The Introduction of Pan Genome Sequencing

The concept of the pan-genome encompasses the entirety of genes present across all strains within a given species, thereby offering a comprehensive perspective on genetic diversity that transcends the limitations of individual genome sequences. It includes two primary components:

  • Core Genome: This segment comprises genes ubiquitously present across all strains of the species. These core genes are typically associated with fundamental biological functions and primary phenotypic traits, thereby reflecting the evolutionary stability of the species. For instance, in Escherichia coli, core genes include those implicated in essential cellular processes such as DNA replication and transcription.
  • Variable (Accessory/Dispensable) Genome: In contrast, this segment encompasses genes that are found in only a subset of strains or individuals within the species. These accessory genes often encode for specific adaptations or unique traits, including factors such as antibiotic resistance or virulence. For example, in Streptococcus pneumoniae, accessory genes contribute to variations in pathogenicity and resistance profiles among different strains.
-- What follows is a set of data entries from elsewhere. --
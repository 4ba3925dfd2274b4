use std::collections::BTreeMap;

use chrono::NaiveDate;

use crate::constants::{SHOPPING_LIST_DATE, SHOPPING_LIST_DATE_FORMAT, SHOPPING_LIST_TITLE};

use super::search::name_order;

/// One ingredient association of a recipe in the cart.
#[derive(Debug, Clone, PartialEq, Eq)]
pub struct CartLine {
    pub name: String,
    pub measurement_unit: String,
    pub amount: i32,
}

#[derive(Debug, Clone, PartialEq, Eq)]
pub struct ShoppingListItem {
    pub name: String,
    pub measurement_unit: String,
    pub total_amount: i64,
}

/// Groups lines by (name, measurement unit) and sums their amounts.
/// Output is ordered by ingredient name.
pub fn aggregate<I>(lines: I) -> Vec<ShoppingListItem>
where
    I: IntoIterator<Item = CartLine>,
{
    let mut groups: BTreeMap<(String, String), i64> = BTreeMap::new();
    lines.into_iter().for_each(|line| {
        *groups
            .entry((line.name, line.measurement_unit))
            .or_insert(0) += i64::from(line.amount);
    });

    let mut items: Vec<ShoppingListItem> = groups
        .into_iter()
        .map(|((name, measurement_unit), total_amount)| ShoppingListItem {
            name,
            measurement_unit,
            total_amount,
        })
        .collect();
    items.sort_by(|a, b| {
        name_order(&a.name, &b.name).then_with(|| a.measurement_unit.cmp(&b.measurement_unit))
    });
    items
}

#[derive(Debug, Clone)]
pub struct ShoppingList {
    pub username: String,
    pub date: NaiveDate,
    pub items: Vec<ShoppingListItem>,
}

impl ShoppingList {
    pub fn new<I>(username: &str, date: NaiveDate, lines: I) -> Self
    where
        I: IntoIterator<Item = CartLine>,
    {
        Self {
            username: username.to_string(),
            date,
            items: aggregate(lines),
        }
    }

    pub fn file_name(&self) -> String {
        format!("shopping_cart_{}.txt", self.username)
    }

    pub fn render(&self) -> String {
        let header = format!(
            "{SHOPPING_LIST_TITLE} {}\n{SHOPPING_LIST_DATE}: {}",
            self.username,
            self.date.format(SHOPPING_LIST_DATE_FORMAT)
        );
        let body = self
            .items
            .iter()
            .map(|item| {
                format!(
                    "{} {} {}",
                    item.name, item.total_amount, item.measurement_unit
                )
            })
            .collect::<Vec<String>>()
            .join("\n");

        format!("{header}\n\n{body}")
    }
}

#[cfg(test)]
mod tests {
    use super::*;

    fn line(name: &str, unit: &str, amount: i32) -> CartLine {
        CartLine {
            name: name.to_string(),
            measurement_unit: unit.to_string(),
            amount,
        }
    }

    fn date() -> NaiveDate {
        NaiveDate::from_ymd_opt(2024, 3, 7).unwrap()
    }

    #[test]
    fn sums_amounts_across_recipes() {
        // recipe1 {A:2, B:1} + recipe2 {A:3}
        let lines = vec![line("B", "g", 1), line("A", "g", 2), line("A", "g", 3)];
        let items = aggregate(lines);

        assert_eq!(
            items,
            vec![
                ShoppingListItem {
                    name: String::from("A"),
                    measurement_unit: String::from("g"),
                    total_amount: 5,
                },
                ShoppingListItem {
                    name: String::from("B"),
                    measurement_unit: String::from("g"),
                    total_amount: 1,
                },
            ]
        );
    }

    #[test]
    fn same_name_with_other_unit_is_a_separate_group() {
        let items = aggregate(vec![line("соль", "г", 5), line("соль", "ч. л.", 1)]);
        assert_eq!(items.len(), 2);
    }

    #[test]
    fn renders_report_with_header_and_date() {
        let list = ShoppingList::new(
            "alice",
            date(),
            vec![line("Сахар", "г", 100), line("Мука", "г", 200), line("Сахар", "г", 50)],
        );

        assert_eq!(
            list.render(),
            "Список покупок alice\nДата: 07-03-2024\n\nМука 200 г\nСахар 150 г"
        );
        assert_eq!(list.file_name(), "shopping_cart_alice.txt");
    }

    #[test]
    fn empty_cart_renders_header_only() {
        let list = ShoppingList::new("bob", date(), Vec::new());
        assert!(list.items.is_empty());
        assert_eq!(list.render(), "Список покупок bob\nДата: 07-03-2024\n\n");
    }

    #[test]
    fn totals_do_not_overflow_small_amounts() {
        let lines = (0..100).map(|_| line("вода", "мл", i32::MAX));
        let items = aggregate(lines);
        assert_eq!(items[0].total_amount, 100 * i64::from(i32::MAX));
    }

    #[test]
    fn items_are_ordered_alphabetically_regardless_of_case() {
        let items = aggregate(vec![
            line("Яйца", "шт", 2),
            line("ёрш", "шт", 1),
            line("молоко", "мл", 200),
            line("Мука", "г", 300),
        ]);
        let names: Vec<&str> = items.iter().map(|item| item.name.as_str()).collect();
        assert_eq!(names, vec!["ёрш", "молоко", "Мука", "Яйца"]);
    }
}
Through the comprehensive study of the pan-genome, researchers can gain insights into the full spectrum of genetic variability within a species, facilitating a deeper understanding of its evolutionary dynamics, functional adaptations, and potential response to environmental pressures.

Figure 1. Overview of the Solanum section Petota pangenome composition.Figure 1. Composition of a pan genome

The pursuit of pan-genome sequencing involves leveraging high-throughput sequencing technologies alongside sophisticated bioinformatics tools. This approach entails the meticulous construction of sequencing libraries followed by comprehensive sequencing of individuals, subspecies, or lineages within a species. Subsequent assembly of these sequences leads to the development of a pan-genome map. This map serves to enrich the genetic repository of the species and enables the investigation of crucial biological questions, contributing significantly to our understanding of genetic diversity and evolutionary processes.

Why is Pan-Genome Research Essential

In the extensive course of evolution, influenced by geographical and environmental factors, individual organisms develop highly unique genetic traits. A single reference genome is insufficient to encompass the complete genetic information of an entire species. In other words, relying solely on a single reference genome for studies on genetic domestication and variation can result in the loss of significant genomic content, as many unique sequences are not represented in the reference genome.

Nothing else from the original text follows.